Just more drama for the townies to discuss at the general store.

That night was different. The story goes like this: ol’ Todd was driving down highway 24 around 8 o’clock at night, when the stubborn summer sun is finally thinking about setting. As he drove along that lazy, winding road, he saw something strange on the left side. He later said that his eyes were drawn to it, like God told him to look there. But I say that’s nonsense. If God was going to talk to that man, it would have been about the way he treated his wife, or how he spent his adult life crying for the shallow glory days of high school sports. It was like some part of that man died without the uniform, but I never had any pity for it. He’d have had to hang it up in by season’s end anyhow.

But Todd, he needed a prop to use as his identity. He needed some kind of prestige. And that day, he went from being ‘worst mugshot of Gallegina County” to “the first man to see an Appalachian Preacher”.

 

He couldn’t describe it too well. Said it was tall and stood like a hunched over man, and it looked half-starved. It had the head of a goat, he said, or maybe a deer. Red eyes. But what he remembered best were the long, boney fingers. No skin on them, just long, curled fingers with hooked claws. It pointed as he drove by.

He about crashed, but managed to swerve his shitty Ford back onto the highway. Next day, he was raving about it to anyone who would listen to him at the general store. That’s where folks went to meet and mingle, you know. That or the church. And you better bet he was at church next Sunday, telling the whole county about the demon he’d seen on highway 24.
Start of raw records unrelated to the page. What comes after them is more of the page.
use crate::errors::CredProbeError;
use crate::model::Credential;
use clap::ValueEnum;
use std::fs::File;
use std::io::{BufRead, BufReader};
use std::path::Path;

/// How a credential list file is interpreted
#[derive(ValueEnum, Debug, Clone, Copy, PartialEq, Eq)]
pub enum Mode {
    /// Each line holds a username and a password separated by the delimiter
    Paired,
    /// Each line is a password, tried against one fixed username
    SingleUsername,
}

/// Read candidate credentials from `path`.
///
/// Paired mode takes the first two delimiter-separated fields of each line as
/// username and password; lines without the delimiter are skipped, not
/// errors. Single-username mode pairs `username` with every line verbatim.
/// An empty file yields an empty list.
pub fn load_credentials(
    path: &Path,
    mode: Mode,
    delimiter: &str,
    username: Option<&str>,
) -> Result<Vec<Credential>, CredProbeError> {
    let fixed_username = match mode {
        Mode::SingleUsername => Some(username.ok_or_else(|| {
            CredProbeError::Config("a username is required in single-username mode".to_string())
        })?),
        Mode::Paired => None,
    };

    let file = File::open(path).map_err(|e| {
        CredProbeError::Input(format!("cannot open {}: {}", path.display(), e))
    })?;
    let reader = BufReader::new(file);

    let mut credentials = Vec::new();
    for line in reader.lines() {
        let line = line.map_err(|e| {
            CredProbeError::Input(format!("cannot read {}: {}", path.display(), e))
        })?;

        match fixed_username {
            Some(user) => credentials.push(Credential::new(user, line)),
            None => {
                // Fields past the second are discarded, matching list formats
                // where passwords never contain the delimiter
                let mut fields = line.split(delimiter);
                if let (Some(user), Some(pass)) = (fields.next(), fields.next()) {
                    credentials.push(Credential::new(user, pass));
                }
            }
        }
    }

    Ok(credentials)
}
use crate::constants::{NEWLINE_SEPARATOR, RECV_BUFFER_SIZE, SETTLE_DELAY_MS};
use crate::model::Credential;
use std::io;
use std::time::Duration;
use tokio::io::{AsyncReadExt, AsyncWriteExt};
use tokio::net::TcpStream;
use tokio::time::sleep;

/// One live connection to the target service, exclusively owned by a single
/// worker for its whole lifetime. `&mut self` on every operation keeps the
/// exchange strictly serial per channel.
pub struct SessionChannel {
    stream: TcpStream,
    verbose: bool,
}

impl SessionChannel {
    /// Connect to `host:port` and consume the greeting banner the service
    /// prints on accept (up to one receive-buffer's worth).
    pub async fn open(host: &str, port: u16, verbose: bool) -> io::Result<Self> {
        println!("Connecting to {} on port {}", host, port);
        let stream = TcpStream::connect((host, port)).await?;

        let mut channel = Self { stream, verbose };
        let banner = channel.read_chunk().await?;
        if channel.verbose {
            println!("{}", banner);
        }
        Ok(channel)
    }

    /// Drive the fixed two-step login exchange for one credential.
    ///
    /// Writes the username, waits the settle delay for the remote to produce
    /// its password prompt, discards that intermediate response, then writes
    /// the password and reads the remote's verdict. No prompt parsing is
    /// attempted; the settle delay stands in for it. The returned text is the
    /// final response only, flattened onto a single line.
    ///
    /// Errs only when the transport itself fails; an unconvincing reply from
    /// the remote is still a completed exchange.
    pub async fn attempt(&mut self, credential: &Credential) -> io::Result<String> {
        if self.verbose {
            println!(
                "Attempting login {}:{}",
                credential.username, credential.password
            );
        }

        self.send_line(&credential.username).await?;
        sleep(Duration::from_millis(SETTLE_DELAY_MS)).await;
        let prompt = self.read_chunk().await?;
        if self.verbose {
            println!("{}", prompt);
        }

        self.send_line(&credential.password).await?;
        sleep(Duration::from_millis(SETTLE_DELAY_MS)).await;
        let response = self.read_chunk().await?;

        Ok(flatten_response(&response))
    }

    async fn send_line(&mut self, line: &str) -> io::Result<()> {
        self.stream.write_all(line.as_bytes()).await?;
        self.stream.write_all(b"\n").await
    }

    async fn read_chunk(&mut self) -> io::Result<String> {
        let mut buf = vec![0u8; RECV_BUFFER_SIZE];
        let n = self.stream.read(&mut buf).await?;
        Ok(String::from_utf8_lossy(&buf[..n]).into_owned())
    }
}

/// Strip the trailing line ending and replace embedded ones, so the response
/// survives as one field of a single CSV row
fn flatten_response(raw: &str) -> String {
    raw.trim_end_matches(['\r', '\n'])
        .replace("\r\n", NEWLINE_SEPARATOR)
        .replace(['\r', '\n'], NEWLINE_SEPARATOR)
}
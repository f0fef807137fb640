use credprobe::model::Credential;
use credprobe::session::SessionChannel;
use test_utils::{refused_port, spawn_login_service};


#[tokio::test]
async fn attempt_returns_the_final_response_only() {
    let addr = spawn_login_service("Welcome to testsvc\n", "USER-OK\n", |_| {
        "PASS-OK\n".to_string()
    })
    .await;

    let mut channel = SessionChannel::open(&addr.ip().to_string(), addr.port(), false)
        .await
        .unwrap();
    let response = channel
        .attempt(&Credential::new("admin", "hunter2"))
        .await
        .unwrap();

    // Banner and post-username reply are consumed, not reported
    assert_eq!(response, "PASS-OK");
}

#[tokio::test]
async fn multi_line_responses_are_flattened_to_tabs() {
    let addr = spawn_login_service("banner\n", "Password:\n", |_| {
        "Welcome!\nLast login: yesterday\n".to_string()
    })
    .await;

    let mut channel = SessionChannel::open(&addr.ip().to_string(), addr.port(), false)
        .await
        .unwrap();
    let response = channel
        .attempt(&Credential::new("root", "toor"))
        .await
        .unwrap();

    assert_eq!(response, "Welcome!\tLast login: yesterday");
}

#[tokio::test]
async fn one_channel_serves_consecutive_exchanges() {
    let addr = spawn_login_service("banner\n", "Password:\n", |pass| {
        format!("tried[{}]\n", pass)
    })
    .await;

    let mut channel = SessionChannel::open(&addr.ip().to_string(), addr.port(), false)
        .await
        .unwrap();

    let first = channel
        .attempt(&Credential::new("root", "abc123"))
        .await
        .unwrap();
    let second = channel
        .attempt(&Credential::new("root", "letmein"))
        .await
        .unwrap();

    assert_eq!(first, "tried[abc123]");
    assert_eq!(second, "tried[letmein]");
}

#[tokio::test]
async fn open_fails_when_nothing_listens() {
    let port = refused_port().await;
    let result = SessionChannel::open("127.0.0.1", port, false).await;
    assert!(result.is_err());
}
That might have been enough to make a small town legend. Nobody else even had to see it, we just all had to hear. And people would repeat, and embellish, and change little things here and there, till we had our own bonafide mountain monster. We could put up a sign and everything. Problem is, it didn’t end there.

Two weeks later, Todd came home from work to find his trailer empty. Everything, gone. He thought he’d been robbed at first, but inside, he found a letter from his wife. I don’t know firsthand, but I was told that she didn’t say much. Just a “Fuck you, asshole,” and a promise that he would hear from an attorney.

The community came together for Todd, at least on the surface. People call it “southern hospitality”, but I heard the way people kept talking about him, even after he claimed he’d rediscovered his faith in Jesus and started going on about demons. There were bake sales and church fundraisers and all that good stuff, and the speakers and organizers went on about the tragic story of this once-promising high school athlete, a well known and well-loved figure in the community, but we all still knew the truth.

And you know what I think is true? None of those people gave a damn about Todd McDonnel. Sure, they raised some money, but that’s because it’s what people expected them to do. They raised enough for him to replace his furniture and turn his lights back on. But as soon as the excitement wore down, they forgot all about him. Just as well, I suppose. He was an asshole before, and the same asshole after.

What bothered me was the attitude. People gave $2 here and $10 there because it was expected. They listened to his story about the demon because it was interesting. But they talked the same sour, hateful way as before, all while smiling. I was young at the time, only thirteen. But I quickly realized that they’d treat almost anyone this way. They hungered for it.

That was when I realized something was very wrong with Summer Springs.